───── Material shown

use crate::latex_tree::{Atom, AtomKind, Path, PathSegment, Relation, SymbolClass};

use super::{parent_at, root_path, sequence_at, Direction, Extent, Listener, MathField};

/// Coarse classes for word-wise movement. [`MathField::skip`] crosses a
/// maximal run of one class.
#[derive(Debug, Clone, Copy, PartialEq, Eq)]
pub enum CharClass {
    Letter,
    Digit,
    Operator,
    Open,
    Close,
    Punctuation,
    Text,
    Space,
    /// Atoms with relations of their own. Always a run of one.
    Compound,
}

impl CharClass {
    pub fn of(atom: &Atom) -> CharClass {
        match &atom.kind {
            AtomKind::Symbol(SymbolClass::Ord) => {
                let value = atom.value();
                if !value.is_empty() && value.chars().all(|c| c.is_ascii_digit() || c == '.') {
                    CharClass::Digit
                } else {
                    CharClass::Letter
                }
            }
            AtomKind::Symbol(SymbolClass::Bin | SymbolClass::Rel | SymbolClass::Inner) => {
                CharClass::Operator
            }
            AtomKind::Symbol(SymbolClass::Open) => CharClass::Open,
            AtomKind::Symbol(SymbolClass::Close) => CharClass::Close,
            AtomKind::Symbol(SymbolClass::Punct) => CharClass::Punctuation,
            AtomKind::Operator { .. } => CharClass::Letter,
            AtomKind::Text if atom.value().trim().is_empty() => CharClass::Space,
            AtomKind::Text => CharClass::Text,
            AtomKind::Spacing | AtomKind::StyleSwitch | AtomKind::First => CharClass::Space,
            AtomKind::Placeholder
            | AtomKind::Group { .. }
            | AtomKind::Fraction { .. }
            | AtomKind::Root { .. }
            | AtomKind::Array(_)
            | AtomKind::Accent { .. }
            | AtomKind::Enclose { .. }
            | AtomKind::LeftRight { .. }
            | AtomKind::SupSub => CharClass::Compound,
        }
    }
}

/// The caret position one step away from `path` in a depth-first walk of
/// the tree, or `None` at the edge of the field.
fn step(root: &Atom, path: &[PathSegment], direction: Direction) -> Option<Path> {
    let siblings = sequence_at(root, path)?;
    let mut path = path.to_vec();
    let n = path.len();
    let offset = path[n - 1].offset;
    match direction {
        Direction::Forward => {
            if let Some(atom) = siblings.get(offset + 1) {
                path[n - 1].offset = offset + 1;
                if let Some(&relation) = atom.navigable_relations().first() {
                    path.push(PathSegment::new(relation, 0));
                }
                return Some(path);
            }
            if n == 1 {
                return None;
            }
            let relation = path[n - 1].relation;
            let relations = parent_at(root, &path[..n - 1])?.navigable_relations();
            let position = relations.iter().position(|&r| r == relation)?;
            match relations.get(position + 1) {
                Some(&next) => path[n - 1] = PathSegment::new(next, 0),
                None => {
                    path.pop();
                }
            }
            Some(path)
        }
        Direction::Backward => {
            if offset > 0 {
                let atom = &siblings[offset];
                match atom.navigable_relations().last() {
                    Some(&relation) => {
                        let len = atom.branch(relation).map_or(1, |s| s.len());
                        path.push(PathSegment::new(relation, len - 1));
                    }
                    None => path[n - 1].offset = offset - 1,
                }
                return Some(path);
            }
            if n == 1 {
                return None;
            }
            let relation = path[n - 1].relation;
            let parent = parent_at(root, &path[..n - 1])?;
            let relations = parent.navigable_relations();
            let position = relations.iter().position(|&r| r == relation)?;
            match position.checked_sub(1).map(|p| relations[p]) {
                Some(previous) => {
                    let len = parent.branch(previous).map_or(1, |s| s.len());
                    path[n - 1] = PathSegment::new(previous, len - 1);
                }
                None => {
                    path.pop();
                    let last = path.last_mut()?;
                    last.offset = last.offset.saturating_sub(1);
                }
            }
            Some(path)
        }
    }
}

/// Offset reached by crossing one run of same-class siblings from `offset`.
fn skip_target(siblings: &[Atom], offset: usize, direction: Direction) -> Option<usize> {
    match direction {
        Direction::Forward => {
            let start = offset + 1;
            let class = CharClass::of(siblings.get(start)?);
            match class {
                CharClass::Compound => Some(start),
                CharClass::Open => {
                    let mut depth = 0isize;
                    for (i, atom) in siblings.iter().enumerate().skip(start) {
                        match CharClass::of(atom) {
                            CharClass::Open => depth += 1,
                            CharClass::Close => depth -= 1,
                            _ => {}
                        }
                        if depth == 0 {
                            return Some(i);
                        }
                    }
                    Some(siblings.len() - 1)
                }
                _ => Some(
                    siblings[start..]
                        .iter()
                        .take_while(|atom| CharClass::of(atom) == class)
                        .count()
                        + offset,
                ),
            }
        }
        Direction::Backward => {
            if offset == 0 {
                return None;
            }
            let class = CharClass::of(&siblings[offset]);
            match class {
                CharClass::Compound => Some(offset - 1),
                CharClass::Close => {
                    let mut depth = 0isize;
                    for i in (1..=offset).rev() {
                        match CharClass::of(&siblings[i]) {
                            CharClass::Close => depth += 1,
                            CharClass::Open => depth -= 1,
                            _ => {}
                        }
                        if depth == 0 {
                            return Some(i - 1);
                        }
                    }
                    Some(0)
                }
                _ => Some(
                    offset
                        - siblings[1..=offset]
                            .iter()
                            .rev()
                            .take_while(|atom| CharClass::of(atom) == class)
                            .count(),
                ),
            }
        }
    }
}
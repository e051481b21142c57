pub mod config;
pub mod latex_lexer;
pub mod latex_parser;
pub mod latex_tree;
pub mod math_field;
pub mod registry;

──────────

*Task*:
Reply with the complete data above, every character as it stands.

*Solution to this task*:
use crate::latex_tree::{Atom, AtomKind, Path, PathSegment, Relation, SymbolClass};

use super::{parent_at, root_path, sequence_at, Direction, Extent, Listener, MathField};

/// Coarse classes for word-wise movement. [`MathField::skip`] crosses a
/// maximal run of one class.
#[derive(Debug, Clone, Copy, PartialEq, Eq)]
pub enum CharClass {
    Letter,
    Digit,
    Operator,
    Open,
    Close,
    Punctuation,
    Text,
    Space,
    /// Atoms with relations of their own. Always a run of one.
    Compound,
}

impl CharClass {
    pub fn of(atom: &Atom) -> CharClass {
        match &atom.kind {
            AtomKind::Symbol(SymbolClass::Ord) => {
                let value = atom.value();
                if !value.is_empty() && value.chars().all(|c| c.is_ascii_digit() || c == '.') {
                    CharClass::Digit
                } else {
                    CharClass::Letter
                }
            }
            AtomKind::Symbol(SymbolClass::Bin | SymbolClass::Rel | SymbolClass::Inner) => {
                CharClass::Operator
            }
            AtomKind::Symbol(SymbolClass::Open) => CharClass::Open,
            AtomKind::Symbol(SymbolClass::Close) => CharClass::Close,
            AtomKind::Symbol(SymbolClass::Punct) => CharClass::Punctuation,
            AtomKind::Operator { .. } => CharClass::Letter,
            AtomKind::Text if atom.value().trim().is_empty() => CharClass::Space,
            AtomKind::Text => CharClass::Text,
            AtomKind::Spacing | AtomKind::StyleSwitch | AtomKind::First => CharClass::Space,
            AtomKind::Placeholder
            | AtomKind::Group { .. }
            | AtomKind::Fraction { .. }
            | AtomKind::Root { .. }
            | AtomKind::Array(_)
            | AtomKind::Accent { .. }
            | AtomKind::Enclose { .. }
            | AtomKind::LeftRight { .. }
            | AtomKind::SupSub => CharClass::Compound,
        }
    }
}

/// The caret position one step away from `path` in a depth-first walk of
/// the tree, or `None` at the edge of the field.
fn step(root: &Atom, path: &[PathSegment], direction: Direction) -> Option<Path> {
    let siblings = sequence_at(root, path)?;
    let mut path = path.to_vec();
    let n = path.len();
    let offset = path[n - 1].offset;
    match direction {
        Direction::Forward => {
            if let Some(atom) = siblings.get(offset + 1) {
                path[n - 1].offset = offset + 1;
                if let Some(&relation) = atom.navigable_relations().first() {
                    path.push(PathSegment::new(relation, 0));
                }
                return Some(path);
            }
            if n == 1 {
                return None;
            }
            let relation = path[n - 1].relation;
            let relations = parent_at(root, &path[..n - 1])?.navigable_relations();
            let position = relations.iter().position(|&r| r == relation)?;
            match relations.get(position + 1) {
                Some(&next) => path[n - 1] = PathSegment::new(next, 0),
                None => {
                    path.pop();
                }
            }
            Some(path)
        }
        Direction::Backward => {
            if offset > 0 {
                let atom = &siblings[offset];
                match atom.navigable_relations().last() {
                    Some(&relation) => {
                        let len = atom.branch(relation).map_or(1, |s| s.len());
                        path.push(PathSegment::new(relation, len - 1));
                    }
                    None => path[n - 1].offset = offset - 1,
                }
                return Some(path);
            }
            if n == 1 {
                return None;
            }
            let relation = path[n - 1].relation;
            let parent = parent_at(root, &path[..n - 1])?;
            let relations = parent.navigable_relations();
            let position = relations.iter().position(|&r| r == relation)?;
            match position.checked_sub(1).map(|p| relations[p]) {
                Some(previous) => {
                    let len = parent.branch(previous).map_or(1, |s| s.len());
                    path[n - 1] = PathSegment::new(previous, len - 1);
                }
                None => {
                    path.pop();
                    let last = path.last_mut()?;
                    last.offset = last.offset.saturating_sub(1);
                }
            }
            Some(path)
        }
    }
}

/// Offset reached by crossing one run of same-class siblings from `offset`.
fn skip_target(siblings: &[Atom], offset: usize, direction: Direction) -> Option<usize> {
    match direction {
        Direction::Forward => {
            let start = offset + 1;
            let class = CharClass::of(siblings.get(start)?);
            match class {
                CharClass::Compound => Some(start),
                CharClass::Open => {
                    let mut depth = 0isize;
                    for (i, atom) in siblings.iter().enumerate().skip(start) {
                        match CharClass::of(atom) {
                            CharClass::Open => depth += 1,
                            CharClass::Close => depth -= 1,
                            _ => {}
                        }
                        if depth == 0 {
                            return Some(i);
                        }
                    }
                    Some(siblings.len() - 1)
                }
                _ => Some(
                    siblings[start..]
                        .iter()
                        .take_while(|atom| CharClass::of(atom) == class)
                        .count()
                        + offset,
                ),
            }
        }
        Direction::Backward => {
            if offset == 0 {
                return None;
            }
            let class = CharClass::of(&siblings[offset]);
            match class {
                CharClass::Compound => Some(offset - 1),
                CharClass::Close => {
                    let mut depth = 0isize;
                    for i in (1..=offset).rev() {
                        match CharClass::of(&siblings[i]) {
                            CharClass::Close => depth += 1,
                            CharClass::Open => depth -= 1,
                            _ => {}
                        }
                        if depth == 0 {
                            return Some(i - 1);
                        }
                    }
                    Some(0)
                }
                _ => Some(
                    offset
                        - siblings[1..=offset]
                            .iter()
                            .rev()
                            .take_while(|atom| CharClass::of(atom) == class)
                            .count(),
                ),
            }
        }
    }
}
repository e051481b21142c57
pub mod config;
pub mod latex_lexer;
pub mod latex_parser;
pub mod latex_tree;
pub mod math_field;
pub mod registry;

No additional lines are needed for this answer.